> Problem statement
The lines to copy are those in the records below that hold the word "rejected".

(Stored data)
____________________

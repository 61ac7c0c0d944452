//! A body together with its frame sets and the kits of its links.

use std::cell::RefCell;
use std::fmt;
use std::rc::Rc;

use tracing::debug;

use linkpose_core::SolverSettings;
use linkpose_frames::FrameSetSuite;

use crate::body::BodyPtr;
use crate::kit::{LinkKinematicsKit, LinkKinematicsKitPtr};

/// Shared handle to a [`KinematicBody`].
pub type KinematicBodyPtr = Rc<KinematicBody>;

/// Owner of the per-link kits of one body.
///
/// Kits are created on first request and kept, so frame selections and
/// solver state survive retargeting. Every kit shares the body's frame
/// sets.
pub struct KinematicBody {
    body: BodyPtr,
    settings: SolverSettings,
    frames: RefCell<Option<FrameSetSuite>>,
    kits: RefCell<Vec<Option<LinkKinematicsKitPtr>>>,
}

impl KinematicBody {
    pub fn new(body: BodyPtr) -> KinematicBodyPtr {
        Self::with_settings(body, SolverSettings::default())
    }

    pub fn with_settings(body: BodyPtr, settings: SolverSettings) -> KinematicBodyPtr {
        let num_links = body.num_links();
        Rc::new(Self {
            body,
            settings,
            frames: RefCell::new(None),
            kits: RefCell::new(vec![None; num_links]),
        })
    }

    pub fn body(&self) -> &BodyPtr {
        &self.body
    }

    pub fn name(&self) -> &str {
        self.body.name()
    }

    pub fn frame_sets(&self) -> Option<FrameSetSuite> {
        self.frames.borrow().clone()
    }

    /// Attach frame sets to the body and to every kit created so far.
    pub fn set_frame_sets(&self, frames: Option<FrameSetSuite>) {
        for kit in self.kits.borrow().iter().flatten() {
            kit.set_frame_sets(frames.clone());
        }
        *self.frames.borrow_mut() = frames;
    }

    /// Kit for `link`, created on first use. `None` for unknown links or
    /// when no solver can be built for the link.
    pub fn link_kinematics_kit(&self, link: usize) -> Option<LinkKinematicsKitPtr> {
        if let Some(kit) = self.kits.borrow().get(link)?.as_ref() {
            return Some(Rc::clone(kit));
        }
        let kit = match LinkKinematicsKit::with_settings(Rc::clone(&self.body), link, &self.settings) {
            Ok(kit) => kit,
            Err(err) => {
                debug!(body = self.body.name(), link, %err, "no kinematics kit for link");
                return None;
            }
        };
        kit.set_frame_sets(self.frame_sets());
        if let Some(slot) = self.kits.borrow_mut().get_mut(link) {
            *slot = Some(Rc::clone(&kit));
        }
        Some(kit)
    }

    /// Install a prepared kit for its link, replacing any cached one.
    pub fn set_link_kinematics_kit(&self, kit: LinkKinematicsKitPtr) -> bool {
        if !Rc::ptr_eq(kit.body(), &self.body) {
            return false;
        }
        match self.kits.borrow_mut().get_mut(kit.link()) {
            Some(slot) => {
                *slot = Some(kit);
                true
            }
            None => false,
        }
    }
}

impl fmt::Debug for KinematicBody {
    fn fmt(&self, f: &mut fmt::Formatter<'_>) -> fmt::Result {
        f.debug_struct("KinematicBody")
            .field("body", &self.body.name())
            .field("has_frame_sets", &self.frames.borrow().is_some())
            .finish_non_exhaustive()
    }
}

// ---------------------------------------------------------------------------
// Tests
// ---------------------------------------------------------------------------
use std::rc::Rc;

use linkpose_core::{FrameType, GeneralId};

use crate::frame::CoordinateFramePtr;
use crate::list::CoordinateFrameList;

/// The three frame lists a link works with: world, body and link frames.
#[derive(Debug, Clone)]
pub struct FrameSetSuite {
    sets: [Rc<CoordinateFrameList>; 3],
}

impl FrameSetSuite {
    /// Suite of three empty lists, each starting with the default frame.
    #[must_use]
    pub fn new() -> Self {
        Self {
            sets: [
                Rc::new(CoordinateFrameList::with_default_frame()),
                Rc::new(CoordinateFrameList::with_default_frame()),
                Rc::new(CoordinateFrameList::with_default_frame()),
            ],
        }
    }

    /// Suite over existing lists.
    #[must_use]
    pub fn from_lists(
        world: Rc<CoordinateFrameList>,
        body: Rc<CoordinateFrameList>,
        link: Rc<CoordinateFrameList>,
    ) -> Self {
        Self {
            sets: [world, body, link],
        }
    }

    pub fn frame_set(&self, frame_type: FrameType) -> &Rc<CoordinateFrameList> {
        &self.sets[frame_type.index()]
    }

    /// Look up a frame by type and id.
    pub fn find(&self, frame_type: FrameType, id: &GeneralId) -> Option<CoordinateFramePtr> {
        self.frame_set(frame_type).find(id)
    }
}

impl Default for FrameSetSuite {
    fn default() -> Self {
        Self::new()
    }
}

____________________

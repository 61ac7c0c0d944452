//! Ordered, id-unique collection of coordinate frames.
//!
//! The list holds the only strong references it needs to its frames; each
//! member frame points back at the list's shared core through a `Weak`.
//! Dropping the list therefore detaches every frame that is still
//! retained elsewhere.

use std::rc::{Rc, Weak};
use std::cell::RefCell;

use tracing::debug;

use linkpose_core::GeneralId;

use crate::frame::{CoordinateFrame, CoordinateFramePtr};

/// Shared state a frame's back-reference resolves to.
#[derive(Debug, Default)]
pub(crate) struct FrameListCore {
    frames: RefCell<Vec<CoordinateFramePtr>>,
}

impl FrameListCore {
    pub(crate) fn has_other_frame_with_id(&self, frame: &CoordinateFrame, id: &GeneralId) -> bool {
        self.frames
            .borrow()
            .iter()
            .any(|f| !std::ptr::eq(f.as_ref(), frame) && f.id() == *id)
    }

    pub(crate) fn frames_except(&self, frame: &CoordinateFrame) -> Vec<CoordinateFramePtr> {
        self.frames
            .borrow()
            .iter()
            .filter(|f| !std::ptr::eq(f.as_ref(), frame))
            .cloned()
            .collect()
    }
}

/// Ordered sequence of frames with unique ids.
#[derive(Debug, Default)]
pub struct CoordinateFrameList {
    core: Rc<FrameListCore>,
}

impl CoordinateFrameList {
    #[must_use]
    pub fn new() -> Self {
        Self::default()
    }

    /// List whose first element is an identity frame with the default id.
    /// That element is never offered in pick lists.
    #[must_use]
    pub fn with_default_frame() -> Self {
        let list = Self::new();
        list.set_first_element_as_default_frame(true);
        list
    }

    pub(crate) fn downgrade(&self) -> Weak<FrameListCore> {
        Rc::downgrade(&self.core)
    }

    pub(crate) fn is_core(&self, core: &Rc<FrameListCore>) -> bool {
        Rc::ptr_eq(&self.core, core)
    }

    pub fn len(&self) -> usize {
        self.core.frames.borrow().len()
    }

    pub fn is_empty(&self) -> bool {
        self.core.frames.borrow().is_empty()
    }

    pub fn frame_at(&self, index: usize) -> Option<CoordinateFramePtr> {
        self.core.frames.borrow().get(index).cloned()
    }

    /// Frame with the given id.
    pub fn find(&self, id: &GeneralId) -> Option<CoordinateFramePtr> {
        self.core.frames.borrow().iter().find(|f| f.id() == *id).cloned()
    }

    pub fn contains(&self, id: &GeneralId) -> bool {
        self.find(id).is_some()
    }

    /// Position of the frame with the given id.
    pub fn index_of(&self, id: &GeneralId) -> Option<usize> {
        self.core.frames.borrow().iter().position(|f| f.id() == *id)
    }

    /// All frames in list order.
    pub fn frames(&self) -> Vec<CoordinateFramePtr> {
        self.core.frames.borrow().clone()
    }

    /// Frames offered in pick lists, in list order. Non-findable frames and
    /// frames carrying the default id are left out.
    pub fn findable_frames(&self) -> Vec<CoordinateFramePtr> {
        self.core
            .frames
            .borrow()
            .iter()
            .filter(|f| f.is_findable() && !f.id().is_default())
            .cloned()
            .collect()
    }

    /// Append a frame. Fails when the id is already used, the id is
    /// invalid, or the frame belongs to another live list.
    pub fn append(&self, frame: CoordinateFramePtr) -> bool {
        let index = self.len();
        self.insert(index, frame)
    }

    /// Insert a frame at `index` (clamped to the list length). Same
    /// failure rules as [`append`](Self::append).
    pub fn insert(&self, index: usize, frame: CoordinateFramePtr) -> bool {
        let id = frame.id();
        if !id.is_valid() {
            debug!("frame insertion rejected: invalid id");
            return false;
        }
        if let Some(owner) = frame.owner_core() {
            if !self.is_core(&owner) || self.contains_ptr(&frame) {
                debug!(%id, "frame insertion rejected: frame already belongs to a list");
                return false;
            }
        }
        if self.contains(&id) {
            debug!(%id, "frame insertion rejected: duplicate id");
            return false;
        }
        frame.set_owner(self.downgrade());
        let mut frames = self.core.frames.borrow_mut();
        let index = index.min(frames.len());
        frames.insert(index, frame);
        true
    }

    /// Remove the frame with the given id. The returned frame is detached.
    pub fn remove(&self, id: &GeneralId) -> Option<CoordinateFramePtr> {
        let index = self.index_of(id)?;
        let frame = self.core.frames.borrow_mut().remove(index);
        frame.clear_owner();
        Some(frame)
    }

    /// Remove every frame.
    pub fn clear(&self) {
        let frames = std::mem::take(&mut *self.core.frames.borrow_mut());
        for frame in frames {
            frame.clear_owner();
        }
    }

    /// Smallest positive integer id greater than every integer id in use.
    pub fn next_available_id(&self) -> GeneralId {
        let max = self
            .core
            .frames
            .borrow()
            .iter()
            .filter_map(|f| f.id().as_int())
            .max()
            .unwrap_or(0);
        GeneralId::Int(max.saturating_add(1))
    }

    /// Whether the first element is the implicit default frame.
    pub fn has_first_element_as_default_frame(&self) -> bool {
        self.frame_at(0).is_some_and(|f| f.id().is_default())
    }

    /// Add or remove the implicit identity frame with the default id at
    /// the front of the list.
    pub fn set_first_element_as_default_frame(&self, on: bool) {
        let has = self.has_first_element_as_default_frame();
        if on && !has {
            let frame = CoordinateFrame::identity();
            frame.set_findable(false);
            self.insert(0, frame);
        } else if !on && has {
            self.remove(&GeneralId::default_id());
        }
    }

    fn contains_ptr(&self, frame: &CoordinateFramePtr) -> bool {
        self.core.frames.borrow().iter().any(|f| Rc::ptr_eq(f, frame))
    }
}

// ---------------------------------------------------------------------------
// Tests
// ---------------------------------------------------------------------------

____________________

> Reply
            debug!("frame insertion rejected: invalid id");
                debug!(%id, "frame insertion rejected: frame already belongs to a list");
            debug!(%id, "frame insertion rejected: duplicate id");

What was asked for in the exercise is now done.